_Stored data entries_
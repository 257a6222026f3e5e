//! Closed error taxonomy for the orchestration core (`spec.md` §7).
//!
//! Every outcome that crosses a component boundary is one of these eight
//! kinds. Propagation policy (recovered locally vs. surfaced to the
//! pipeline orchestrator vs. surfaced to the user) lives with the callers
//! in `services::pipeline_orchestrator`, not here — this module only
//! names the taxonomy.

use thiserror::Error;

use crate::domain::models::issue_ref::IssueRef;

/// The closed error taxonomy shared by every component.
#[derive(Debug, Error, Clone)]
pub enum CoreError {
    /// A rate-limit check denied the action. Transient; the caller may
    /// retry after `retry_after`, if present.
    #[error("rate limited: {reason}")]
    RateLimited {
        reason: String,
        retry_after_secs: Option<u64>,
    },

    /// The code forge was unreachable or returned a 5xx after retries
    /// were exhausted inside the forge client.
    #[error("forge unavailable: {0}")]
    ForgeUnavailable(String),

    /// An LLM provider was down, rejected the request, or timed out.
    #[error("llm unavailable ({kind:?}): {message}")]
    LlmUnavailable { kind: LlmErrorKind, message: String },

    /// Lost a claim race, or a label/comment was already present.
    /// Always handled locally; never surfaced past the component that
    /// detected it.
    #[error("conflict: {0}")]
    Conflict(String),

    /// Issue content failed validation (forbidden operation requested,
    /// malformed instructions, etc). Terminal: pipeline abandons with an
    /// explanatory comment.
    #[error("invalid instruction: {0}")]
    InvalidInstruction(String),

    /// An agent reported an internal failure. Counted against the
    /// pipeline's retry budget.
    #[error("agent error: {0}")]
    AgentError(String),

    /// Cancelled by the supervisor, a timeout, or an explicit user
    /// action. Never retried.
    #[error("cancelled: {0}")]
    Cancelled(String),

    /// Programmer error or invariant violation. Logged and the offending
    /// task is shut down; the process continues.
    #[error("fatal: {0}")]
    Fatal(String),
}

impl CoreError {
    /// Whether the pipeline orchestrator should count this against
    /// `max_attempts` and retry with backoff.
    pub const fn is_retryable(&self) -> bool {
        matches!(self, Self::LlmUnavailable { .. } | Self::AgentError(_))
    }

    /// Whether this error should produce a final, user-visible comment on
    /// the issue when the owning pipeline terminates.
    pub const fn is_user_visible(&self) -> bool {
        matches!(self, Self::InvalidInstruction(_))
    }

    /// Whether this error is recovered entirely within the component that
    /// produced it and must never propagate to the pipeline orchestrator.
    pub const fn is_locally_recovered(&self) -> bool {
        matches!(self, Self::RateLimited { .. } | Self::Conflict(_))
    }
}

/// Sub-kinds of [`CoreError::LlmUnavailable`], mirroring the LLM provider
/// contract in `spec.md` §6.
#[derive(Debug, Clone, Copy, PartialEq, Eq)]
pub enum LlmErrorKind {
    RateLimited,
    Unavailable,
    InvalidRequest,
    Timeout,
}

pub type CoreResult<T> = Result<T, CoreError>;

/// Errors specific to the rate limiter (C1). Kept separate from
/// [`CoreError`] because `check`/`record` results are a normal control-flow
/// value, not an exceptional outcome — only the forge client translates a
/// [`Denial`] into [`CoreError::RateLimited`].
#[derive(Debug, Error, Clone, PartialEq, Eq)]
pub enum RateLimiterError {
    #[error("event log is empty, nothing to record against")]
    EmptyLog,
}

/// Errors from the claim protocol (C10), handled locally per `spec.md` §7.
#[derive(Debug, Error, Clone, PartialEq, Eq)]
pub enum ClaimError {
    #[error("issue {0:?} already has a non-expired local claim")]
    AlreadyClaimed(IssueRef),

    #[error("lost the claim race for {0:?}: competing claim has an earlier timestamp")]
    LostRace(IssueRef),
}

/// Errors surfaced while loading configuration, agent profiles, or
/// credentials at boot. These are fatal at startup (no dynamic tolerance
/// of unknown `role`/`provider` values, per `spec.md` §9).
#[derive(Debug, Error)]
pub enum BootError {
    #[error("config error: {0}")]
    Config(String),

    #[error("unknown agent role '{0}' in profile '{1}'")]
    UnknownRole(String, String),

    #[error("unknown provider '{0}' in profile '{1}'")]
    UnknownProvider(String, String),

    #[error("profile directory read failed: {0}")]
    ProfileDirIo(String),

    #[error("secret store read failed for identity '{0}': {1}")]
    SecretIo(String, String),

    #[error("secret file for identity '{0}' has insecure permissions: {1}")]
    InsecurePermissions(String, String),
}
//! Agent Profile / Agent Instance (`spec.md` §3, §4.4).

use chrono::{DateTime, Utc};
use serde::{Deserialize, Serialize};
use std::collections::HashSet;
use std::sync::Arc;

use super::issue_ref::IssueRef;

/// Closed set of agent roles.
#[derive(Debug, Clone, Copy, PartialEq, Eq, Hash, Serialize, Deserialize)]
#[serde(rename_all = "snake_case")]
pub enum AgentRole {
    Coordinator,
    Developer,
    Reviewer,
    Tester,
    Documenter,
    Researcher,
    Bot,
}

impl AgentRole {
    pub fn parse(s: &str) -> Option<Self> {
        match s {
            "coordinator" => Some(Self::Coordinator),
            "developer" => Some(Self::Developer),
            "reviewer" => Some(Self::Reviewer),
            "tester" => Some(Self::Tester),
            "documenter" => Some(Self::Documenter),
            "researcher" => Some(Self::Researcher),
            "bot" => Some(Self::Bot),
            _ => None,
        }
    }
}

/// Lifecycle mode: always-on agents exist for the process lifetime;
/// on-demand agents are constructed per task, up to `concurrency_limit`.
#[derive(Debug, Clone, Copy, PartialEq, Eq, Serialize, Deserialize)]
#[serde(rename_all = "snake_case")]
pub enum AgentLifecycle {
    AlwaysOn,
    OnDemand,
}

/// Declarative, immutable-after-load agent identity.
#[derive(Debug, Clone, Serialize, Deserialize)]
pub struct AgentProfile {
    pub agent_id: String,
    pub role: AgentRole,
    pub provider: String,
    pub model: String,
    #[serde(default)]
    pub capabilities: HashSet<String>,
    pub lifecycle: AgentLifecycle,
    #[serde(default = "default_concurrency_limit")]
    pub concurrency_limit: u32,
    pub forge_identity_ref: String,
}

const fn default_concurrency_limit() -> u32 {
    1
}

/// Live state of one running (or idle) agent.
#[derive(Debug, Clone, PartialEq, Eq, Serialize, Deserialize)]
#[serde(rename_all = "snake_case")]
pub enum AgentState {
    Idle,
    Working,
    Error,
    Offline,
}

/// A live agent object, owned exclusively by the Agent Registry (C4).
#[derive(Debug, Clone)]
pub struct AgentInstance {
    pub profile: Arc<AgentProfile>,
    pub state: AgentState,
    pub current_task: Option<IssueRef>,
    pub started_at: DateTime<Utc>,
    pub last_heartbeat: DateTime<Utc>,
}

impl AgentInstance {
    pub fn new(profile: Arc<AgentProfile>, now: DateTime<Utc>) -> Self {
        Self {
            profile,
            state: AgentState::Idle,
            current_task: None,
            started_at: now,
            last_heartbeat: now,
        }
    }

    /// Whether this instance may legally transition `state -> next`.
    ///
    /// `offline -> idle <-> working`, with `error` reachable only from
    /// `working`, recovered to `idle` by a supervisor-initiated reset, and
    /// `offline` terminal once set (`spec.md` §4.4).
    pub fn can_transition(&self, next: &AgentState) -> bool {
        use AgentState::*;
        matches!(
            (&self.state, next),
            (Idle, Working)
                | (Working, Idle)
                | (Working, Error)
                | (Error, Idle)
                | (Idle, Offline)
                | (Working, Offline)
                | (Error, Offline)
        )
    }
}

_YOUR TASK_
Return the entries in full, keeping every line exactly as it is.

_ANSWER TO THIS EXERCISE_
repository 257a6222026f3e5e
//! Closed error taxonomy for the orchestration core (`spec.md` §7).
//!
//! Every outcome that crosses a component boundary is one of these eight
//! kinds. Propagation policy (recovered locally vs. surfaced to the
//! pipeline orchestrator vs. surfaced to the user) lives with the callers
//! in `services::pipeline_orchestrator`, not here — this module only
//! names the taxonomy.

use thiserror::Error;

use crate::domain::models::issue_ref::IssueRef;

/// The closed error taxonomy shared by every component.
#[derive(Debug, Error, Clone)]
pub enum CoreError {
    /// A rate-limit check denied the action. Transient; the caller may
    /// retry after `retry_after`, if present.
    #[error("rate limited: {reason}")]
    RateLimited {
        reason: String,
        retry_after_secs: Option<u64>,
    },

    /// The code forge was unreachable or returned a 5xx after retries
    /// were exhausted inside the forge client.
    #[error("forge unavailable: {0}")]
    ForgeUnavailable(String),

    /// An LLM provider was down, rejected the request, or timed out.
    #[error("llm unavailable ({kind:?}): {message}")]
    LlmUnavailable { kind: LlmErrorKind, message: String },

    /// Lost a claim race, or a label/comment was already present.
    /// Always handled locally; never surfaced past the component that
    /// detected it.
    #[error("conflict: {0}")]
    Conflict(String),

    /// Issue content failed validation (forbidden operation requested,
    /// malformed instructions, etc). Terminal: pipeline abandons with an
    /// explanatory comment.
    #[error("invalid instruction: {0}")]
    InvalidInstruction(String),

    /// An agent reported an internal failure. Counted against the
    /// pipeline's retry budget.
    #[error("agent error: {0}")]
    AgentError(String),

    /// Cancelled by the supervisor, a timeout, or an explicit user
    /// action. Never retried.
    #[error("cancelled: {0}")]
    Cancelled(String),

    /// Programmer error or invariant violation. Logged and the offending
    /// task is shut down; the process continues.
    #[error("fatal: {0}")]
    Fatal(String),
}

impl CoreError {
    /// Whether the pipeline orchestrator should count this against
    /// `max_attempts` and retry with backoff.
    pub const fn is_retryable(&self) -> bool {
        matches!(self, Self::LlmUnavailable { .. } | Self::AgentError(_))
    }

    /// Whether this error should produce a final, user-visible comment on
    /// the issue when the owning pipeline terminates.
    pub const fn is_user_visible(&self) -> bool {
        matches!(self, Self::InvalidInstruction(_))
    }

    /// Whether this error is recovered entirely within the component that
    /// produced it and must never propagate to the pipeline orchestrator.
    pub const fn is_locally_recovered(&self) -> bool {
        matches!(self, Self::RateLimited { .. } | Self::Conflict(_))
    }
}

/// Sub-kinds of [`CoreError::LlmUnavailable`], mirroring the LLM provider
/// contract in `spec.md` §6.
#[derive(Debug, Clone, Copy, PartialEq, Eq)]
pub enum LlmErrorKind {
    RateLimited,
    Unavailable,
    InvalidRequest,
    Timeout,
}

pub type CoreResult<T> = Result<T, CoreError>;

/// Errors specific to the rate limiter (C1). Kept separate from
/// [`CoreError`] because `check`/`record` results are a normal control-flow
/// value, not an exceptional outcome — only the forge client translates a
/// [`Denial`] into [`CoreError::RateLimited`].
#[derive(Debug, Error, Clone, PartialEq, Eq)]
pub enum RateLimiterError {
    #[error("event log is empty, nothing to record against")]
    EmptyLog,
}

/// Errors from the claim protocol (C10), handled locally per `spec.md` §7.
#[derive(Debug, Error, Clone, PartialEq, Eq)]
pub enum ClaimError {
    #[error("issue {0:?} already has a non-expired local claim")]
    AlreadyClaimed(IssueRef),

    #[error("lost the claim race for {0:?}: competing claim has an earlier timestamp")]
    LostRace(IssueRef),
}

/// Errors surfaced while loading configuration, agent profiles, or
/// credentials at boot. These are fatal at startup (no dynamic tolerance
/// of unknown `role`/`provider` values, per `spec.md` §9).
#[derive(Debug, Error)]
pub enum BootError {
    #[error("config error: {0}")]
    Config(String),

    #[error("unknown agent role '{0}' in profile '{1}'")]
    UnknownRole(String, String),

    #[error("unknown provider '{0}' in profile '{1}'")]
    UnknownProvider(String, String),

    #[error("profile directory read failed: {0}")]
    ProfileDirIo(String),

    #[error("secret store read failed for identity '{0}': {1}")]
    SecretIo(String, String),

    #[error("secret file for identity '{0}' has insecure permissions: {1}")]
    InsecurePermissions(String, String),
}
//! Agent Profile / Agent Instance (`spec.md` §3, §4.4).

use chrono::{DateTime, Utc};
use serde::{Deserialize, Serialize};
use std::collections::HashSet;
use std::sync::Arc;

use super::issue_ref::IssueRef;

/// Closed set of agent roles.
#[derive(Debug, Clone, Copy, PartialEq, Eq, Hash, Serialize, Deserialize)]
#[serde(rename_all = "snake_case")]
pub enum AgentRole {
    Coordinator,
    Developer,
    Reviewer,
    Tester,
    Documenter,
    Researcher,
    Bot,
}

impl AgentRole {
    pub fn parse(s: &str) -> Option<Self> {
        match s {
            "coordinator" => Some(Self::Coordinator),
            "developer" => Some(Self::Developer),
            "reviewer" => Some(Self::Reviewer),
            "tester" => Some(Self::Tester),
            "documenter" => Some(Self::Documenter),
            "researcher" => Some(Self::Researcher),
            "bot" => Some(Self::Bot),
            _ => None,
        }
    }
}

/// Lifecycle mode: always-on agents exist for the process lifetime;
/// on-demand agents are constructed per task, up to `concurrency_limit`.
#[derive(Debug, Clone, Copy, PartialEq, Eq, Serialize, Deserialize)]
#[serde(rename_all = "snake_case")]
pub enum AgentLifecycle {
    AlwaysOn,
    OnDemand,
}

/// Declarative, immutable-after-load agent identity.
#[derive(Debug, Clone, Serialize, Deserialize)]
pub struct AgentProfile {
    pub agent_id: String,
    pub role: AgentRole,
    pub provider: String,
    pub model: String,
    #[serde(default)]
    pub capabilities: HashSet<String>,
    pub lifecycle: AgentLifecycle,
    #[serde(default = "default_concurrency_limit")]
    pub concurrency_limit: u32,
    pub forge_identity_ref: String,
}

const fn default_concurrency_limit() -> u32 {
    1
}

/// Live state of one running (or idle) agent.
#[derive(Debug, Clone, PartialEq, Eq, Serialize, Deserialize)]
#[serde(rename_all = "snake_case")]
pub enum AgentState {
    Idle,
    Working,
    Error,
    Offline,
}

/// A live agent object, owned exclusively by the Agent Registry (C4).
#[derive(Debug, Clone)]
pub struct AgentInstance {
    pub profile: Arc<AgentProfile>,
    pub state: AgentState,
    pub current_task: Option<IssueRef>,
    pub started_at: DateTime<Utc>,
    pub last_heartbeat: DateTime<Utc>,
}

impl AgentInstance {
    pub fn new(profile: Arc<AgentProfile>, now: DateTime<Utc>) -> Self {
        Self {
            profile,
            state: AgentState::Idle,
            current_task: None,
            started_at: now,
            last_heartbeat: now,
        }
    }

    /// Whether this instance may legally transition `state -> next`.
    ///
    /// `offline -> idle <-> working`, with `error` reachable only from
    /// `working`, recovered to `idle` by a supervisor-initiated reset, and
    /// `offline` terminal once set (`spec.md` §4.4).
    pub fn can_transition(&self, next: &AgentState) -> bool {
        use AgentState::*;
        matches!(
            (&self.state, next),
            (Idle, Working)
                | (Working, Idle)
                | (Working, Error)
                | (Error, Idle)
                | (Idle, Offline)
                | (Working, Offline)
                | (Error, Offline)
        )
    }
}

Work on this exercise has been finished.